Don’t mistake these causes for reason to think climate change isn’t responsible. After all, an increase in intensity of coastal storms is undoubtedly a symptom of planetary warming.

Controlling the starfish problem, it turns out, would allow the reef’s degradation — pegged at losses of between four and eight percent of coral cover per year — to reverse. Even at current levels of temperature and acidity, we could see slow coral growth. The starfish problem may be slightly easier to manage than reversing global emissions of greenhouse gasses, but it will require action sure to be unpopular with agricultural interests. As CNN reports:

According to the study, the starfish in its larval stage feeds on plankton, populations of which surge when fertilizer runoff floods the coastal ocean waters with nutrients. So plentiful plankton can lead to swarms of hungry starfish.
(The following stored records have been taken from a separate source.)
//! End-to-end scenarios exercising the public API the way a caller would,
//! as opposed to the inline unit tests that exercise each module in
//! isolation.

use layer_pipeline::{
    build_scanlines, compute_area_stats, decode_layer, process_layers_batch, process_layers_batch_phased,
    recompress_single, write_png, Channels, ZipWriter,
};
use std::io::Cursor;

fn encode_run(code_value: u8, length: u32, out: &mut Vec<u8>) {
    assert!(code_value < 0x80);
    if length == 1 {
        out.push(code_value);
        return;
    }
    out.push(code_value | 0x80);
    if length < 0x80 {
        out.push(length as u8);
    } else {
        out.push(0x80 | ((length >> 8) as u8));
        out.push((length & 0xFF) as u8);
    }
}

/// S1: a 100x100 layer encoded as one run of 10,000 zeros decodes to an
/// all-black image with an empty area record.
#[test]
fn s1_empty_layer_decodes_to_black_with_no_islands() {
    let mut encoded = Vec::new();
    encode_run(0, 10_000, &mut encoded); // one run of 10,000 background pixels
    let mut pixels = vec![0xFFu8; 100 * 100];
    decode_layer(&encoded, 0, 0, &mut pixels).unwrap();
    assert!(pixels.iter().all(|&p| p == 0));

    let area = compute_area_stats(&pixels, 100, 100, 0.05, 0.05).unwrap();
    assert_eq!(area.area_count, 0);
    assert_eq!(area.total_solid_area, 0.0);

    let mut scanlines = vec![0u8; layer_pipeline::scanline::scanlines_len(100, 100, Channels::Grey)];
    build_scanlines(&pixels, 100, 100, 100, Channels::Grey, &mut scanlines).unwrap();
    let png = write_png(100, 100, Channels::Grey as u32, &scanlines, 6).unwrap();
    assert_eq!(&png[0..8], &[0x89, 0x50, 0x4E, 0x47, 0x0D, 0x0A, 0x1A, 0x0A]);
}

/// S2: a single solid pixel is its own island with area = one pixel's
/// physical footprint.
#[test]
fn s2_single_pixel_island_has_area_of_one_pixel() {
    let mut encoded = Vec::new();
    encode_run(0, 12, &mut encoded); // background up to the solid pixel
    encode_run(5, 1, &mut encoded); // one solid pixel
    encode_run(0, 987, &mut encoded); // background for the rest of a 1000-pixel layer

    let mut pixels = vec![0u8; 1000];
    decode_layer(&encoded, 0, 0, &mut pixels).unwrap();

    let area = compute_area_stats(&pixels, 10, 100, 0.047, 0.047).unwrap();
    assert_eq!(area.area_count, 1);
    assert!((area.total_solid_area - 0.047 * 0.047).abs() < 1e-12);
    assert_eq!(area.min_x, area.max_x);
    assert_eq!(area.min_y, area.max_y);
}

/// S3: diagonal solid pixels at (0,0),(1,1),(2,2) in a 3x3 layer form one
/// 8-connected island spanning the whole bounding box.
#[test]
fn s3_diagonal_pixels_merge_into_one_island() {
    let grey: Vec<u8> = vec![3, 0, 0, 0, 3, 0, 0, 0, 3];
    let area = compute_area_stats(&grey, 3, 3, 1.0, 1.0).unwrap();
    assert_eq!(area.area_count, 1);
    assert_eq!(area.min_x, 0);
    assert_eq!(area.min_y, 0);
    assert_eq!(area.max_x, 2);
    assert_eq!(area.max_y, 2);
}

/// S4: src_width=4, out_width=3, channels=3 centres the source row with
/// zero padding, left getting the smaller half (pad_total=5, pad_left=2).
#[test]
fn s4_rgb_scanline_padding_matches_the_worked_example() {
    let grey = vec![10u8, 20, 30, 40];
    let mut out = vec![0u8; layer_pipeline::scanline::scanlines_len(3, 1, Channels::Rgb)];
    build_scanlines(&grey, 4, 1, 3, Channels::Rgb, &mut out).unwrap();
    assert_eq!(&out[1..10], &[0, 0, 10, 20, 30, 40, 0, 0, 0]);
}

/// S5: recompressing a level-0 PNG at level 9 preserves pixel content and
/// does not balloon in size.
#[test]
fn s5_recompress_preserves_pixels_and_does_not_grow_unreasonably() {
    let grey: Vec<u8> = (0..900).map(|i| (i % 7) as u8).collect();
    let mut scanlines = vec![0u8; layer_pipeline::scanline::scanlines_len(30, 30, Channels::Grey)];
    build_scanlines(&grey, 30, 30, 30, Channels::Grey, &mut scanlines).unwrap();
    let low = write_png(30, 30, Channels::Grey as u32, &scanlines, 0).unwrap();
    let high = recompress_single(&low, 9).unwrap();

    assert_eq!(&low[0..8], &high[0..8]);
    assert!(high.len() <= low.len() + 64);
}

/// S6: a ZIP archive round-trips through a standards-compliant reader with
/// matching names, sizes, and bytes.
#[test]
fn s6_zip_round_trips_through_a_third_party_reader() {
    let png_bytes: Vec<u8> = (0..(1024 * 1024)).map(|i| (i % 251) as u8).collect();
    let txt_bytes = b"hi".to_vec();

    let mut buf = Vec::new();
    {
        let mut writer = ZipWriter::new(Cursor::new(&mut buf));
        writer.add_file("a.png", &png_bytes).unwrap();
        writer.add_file("b.txt", &txt_bytes).unwrap();
        writer.close().unwrap();
    }

    let mut archive = zip::ZipArchive::new(Cursor::new(&buf)).unwrap();
    assert_eq!(archive.len(), 2);

    use std::io::Read;
    let mut a = archive.by_name("a.png").unwrap();
    let mut a_contents = Vec::new();
    a.read_to_end(&mut a_contents).unwrap();
    assert_eq!(a_contents, png_bytes);
    drop(a);

    let mut b = archive.by_name("b.txt").unwrap();
    let mut b_contents = Vec::new();
    b.read_to_end(&mut b_contents).unwrap();
    assert_eq!(b_contents, txt_bytes);
}

fn sample_layers(n: usize) -> Vec<Vec<u8>> {
    (0..n)
        .map(|i| {
            let mut encoded = Vec::new();
            encode_run(0, 4 + i as u32, &mut encoded);
            encode_run((i % 5) as u8 + 1, 4, &mut encoded);
            encode_run(0, 16 - 8 - i as u32, &mut encoded);
            encoded
        })
        .collect()
}

/// Invariant 7: batch processing produces, for every input index, the same
/// PNG bytes and area stats as running the per-layer pipeline on a batch of
/// one.
#[test]
fn batch_results_match_single_item_results_index_by_index() {
    let layers = sample_layers(5);
    let refs: Vec<&[u8]> = layers.iter().map(|l| l.as_slice()).collect();

    let batch = process_layers_batch(&refs, 0, 0, 4, 4, 4, Channels::Grey, 0.05, 0.05, 6, Some(3)).unwrap();

    for (i, layer) in refs.iter().enumerate() {
        let single = process_layers_batch(std::slice::from_ref(layer), i as u32, 0, 4, 4, 4, Channels::Grey, 0.05, 0.05, 6, Some(1)).unwrap();
        assert_eq!(batch.pngs[i], single.pngs[0]);
        assert_eq!(batch.areas[i], single.areas[0]);
    }
}

/// Invariant 8: the phased pipeline produces identical output whether or
/// not the caller asks for the GPU mega-batch path (no accelerator is
/// compiled in here, so both runs take the CPU path, but the call-site
/// contract — same blobs regardless of `use_gpu_batch` — is what's under
/// test).
#[test]
fn phased_pipeline_is_backend_independent() {
    let layers = sample_layers(6);
    let refs: Vec<&[u8]> = layers.iter().map(|l| l.as_slice()).collect();

    let without_gpu = process_layers_batch_phased(&refs, 0, 0, 4, 4, 4, Channels::Rgb, 0.05, 0.05, 6, Some(2), false).unwrap();
    let with_gpu = process_layers_batch_phased(&refs, 0, 0, 4, 4, 4, Channels::Rgb, 0.05, 0.05, 6, Some(2), true).unwrap();

    assert_eq!(without_gpu.pngs, with_gpu.pngs);
    assert_eq!(without_gpu.areas, with_gpu.areas);
}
The last time the starfish bloomed in 2003, the government spent more than $3 million to try to control the population. No easy feat. But the motivation to succeed may be as great as the Great Barrier Reef itself. In addition to the inherent value of protecting a tremendous natural resource, and the environmental benefits it provides from fish habitat to protection against storm surges, the reef is also a major economic engine in northeast Australia. According to Nick Heath, a spokesman for the World Wildlife Fund Australia, “Sixty thousand jobs in the tourism industry depend on us acting with urgency over the next few years.”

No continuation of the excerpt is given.